*Task description*.
Scan the material below for every line with the string "current", and copy those lines.

*Extracted entries*.
= = = =

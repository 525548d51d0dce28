//! CSS custom-property emission.
//!
//! A resolved tree flattens into `--kebab-cased-path: value;` lines inside a
//! `:root` block. References are always emitted fully resolved; an
//! unresolved one keeps its brace form so the validation report can catch
//! it. Typography composites are excluded unless decomposition is requested;
//! other composites always emit member-by-member.

use crate::token::{TokenKind, TokenTree, TokenValue};
use std::fmt::Write;

#[derive(Debug, Clone, Default)]
pub struct CssOptions {
    /// Emit typography composites member-by-member instead of skipping them.
    pub decompose_composites: bool,
}

/// Render one resolved tree as a CSS custom-property sheet.
pub fn render_css(tree: &TokenTree, options: &CssOptions) -> String {
    let mut out = String::from("/**\n * Generated file. Do not edit directly.\n */\n\n:root {\n");
    tree.walk(|path, token| {
        if token.kind == TokenKind::Typography && !options.decompose_composites {
            return;
        }
        let name = kebab_name(path.segments());
        emit_value(&mut out, &name, &token.value);
    });
    out.push_str("}\n");
    out
}

fn emit_value(out: &mut String, name: &str, value: &TokenValue) {
    match value {
        TokenValue::Composite(members) => {
            for (member, member_value) in members {
                let member_name = format!("{name}-{}", kebab_name(&[member.clone()]));
                emit_value(out, &member_name, member_value);
            }
        }
        _ => {
            let _ = writeln!(out, "  --{name}: {};", value.render());
        }
    }
}

/// Kebab-case a path: camelCase splits, spaces and punctuation collapse to
/// hyphens, everything lowercases.
pub fn kebab_name(segments: &[String]) -> String {
    let mut words: Vec<String> = Vec::new();
    for segment in segments {
        let mut current = String::new();
        let mut prev_lower = false;
        for ch in segment.chars() {
            if ch.is_alphanumeric() {
                if ch.is_uppercase() && prev_lower && !current.is_empty() {
                    words.push(current.clone());
                    current.clear();
                }
                prev_lower = ch.is_lowercase() || ch.is_ascii_digit();
                current.extend(ch.to_lowercase());
            } else {
                if !current.is_empty() {
                    words.push(current.clone());
                    current.clear();
                }
                prev_lower = false;
            }
        }
        if !current.is_empty() {
            words.push(current);
        }
    }
    words.join("-")
}

#[cfg(test)]
mod tests {
    use super::*;
    use crate::token::parse_tree;
    use serde_json::json;

    #[test]
    fn kebab_splits_camel_case_and_spaces() {
        let segments = |names: &[&str]| names.iter().map(|n| n.to_string()).collect::<Vec<_>>();
        assert_eq!(kebab_name(&segments(&["font", "fontWeight"])), "font-font-weight");
        assert_eq!(kebab_name(&segments(&["Border Radius", "lg"])), "border-radius-lg");
        assert_eq!(kebab_name(&segments(&["scale", "100"])), "scale-100");
    }

    #[test]
    fn renders_flat_custom_properties() {
        let tree = parse_tree(&json!({
            "color": {
                "$type": "color",
                "brand": { "primary": { "$value": "#0055ff" } }
            },
            "fontWeight": { "$type": "fontWeights", "body": { "$value": 400 } }
        }));
        let css = render_css(&tree, &CssOptions::default());
        assert!(css.contains("--color-brand-primary: #0055ff;"));
        assert!(css.contains("--font-weight-body: 400;"));
        assert!(css.starts_with("/**"));
        assert!(css.contains(":root {"));
    }

    #[test]
    fn typography_composites_are_skipped_by_default() {
        let tree = parse_tree(&json!({
            "text": {
                "body": {
                    "$type": "typography",
                    "$value": { "fontSize": "16px", "fontWeight": 400 }
                }
            },
            "surface": {
                "card": {
                    "$type": "surface",
                    "$value": { "fill": "#ffffff", "overlay": "0.20" }
                }
            }
        }));

        let css = render_css(&tree, &CssOptions::default());
        assert!(!css.contains("--text-body"));
        assert!(css.contains("--surface-card-fill: #ffffff;"));
        assert!(css.contains("--surface-card-overlay: 0.20;"));

        let decomposed = render_css(
            &tree,
            &CssOptions {
                decompose_composites: true,
            },
        );
        assert!(decomposed.contains("--text-body-font-size: 16px;"));
        assert!(decomposed.contains("--text-body-font-weight: 400;"));
    }

    #[test]
    fn unresolved_reference_keeps_brace_form() {
        let tree = parse_tree(&json!({
            "action": { "$type": "color", "$value": "{missing.path}" }
        }));
        let css = render_css(&tree, &CssOptions::default());
        assert!(css.contains("--action: {missing.path};"));
    }
}
// src/metrics.rs
use cairo::{Context, FontSlant, FontWeight, Format, ImageSurface};
use fontbridge_core::{FontStyle, Status};
use thiserror::Error;

/// Em size fonts are measured at; results are scaled from it.
const MEASURE_SIZE: f64 = 100.0;

#[derive(Error, Debug)]
pub enum MetricsError {
    #[error("Cairo error: {0}")]
    Cairo(#[from] cairo::Error),

    #[error("Font {family} reports no line height")]
    EmptyExtents { family: String },
}

impl MetricsError {
    /// Engine status reported for this failure.
    pub fn status(&self) -> Status {
        match self {
            MetricsError::Cairo(cairo::Error::NoMemory) => Status::OutOfMemory,
            MetricsError::Cairo(cairo::Error::InvalidSize) => Status::InvalidParameter,
            MetricsError::Cairo(_) => Status::GenericError,
            MetricsError::EmptyExtents { .. } => Status::FontFamilyNotFound,
        }
    }
}

pub fn slant_and_weight(style: FontStyle) -> (FontSlant, FontWeight) {
    let slant = if style.contains(FontStyle::ITALIC) { FontSlant::Italic } else { FontSlant::Normal };
    let weight = if style.contains(FontStyle::BOLD) { FontWeight::Bold } else { FontWeight::Normal };
    (slant, weight)
}

/// Line spacing of `family` in `style`, as a multiple of the em size.
///
/// Cairo synthesizes missing faces, so every style is available.
pub fn line_spacing(family: &str, style: FontStyle) -> Result<f64, MetricsError> {
    let surf = ImageSurface::create(Format::ARgb32, 1, 1)?;
    let cr = Context::new(&surf)?;
    let (slant, weight) = slant_and_weight(style);
    cr.select_font_face(family, slant, weight);
    cr.set_font_size(MEASURE_SIZE);

    let height = cr.font_extents()?.height();
    if !height.is_finite() || height <= 0.0 {
        return Err(MetricsError::EmptyExtents { family: family.to_string() });
    }
    Ok(height / MEASURE_SIZE)
}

= = = =

*Task output*.
        let mut current = String::new();
                if ch.is_uppercase() && prev_lower && !current.is_empty() {
                    words.push(current.clone());
                    current.clear();
                current.extend(ch.to_lowercase());
                if !current.is_empty() {
                    words.push(current.clone());
                    current.clear();
        if !current.is_empty() {
            words.push(current);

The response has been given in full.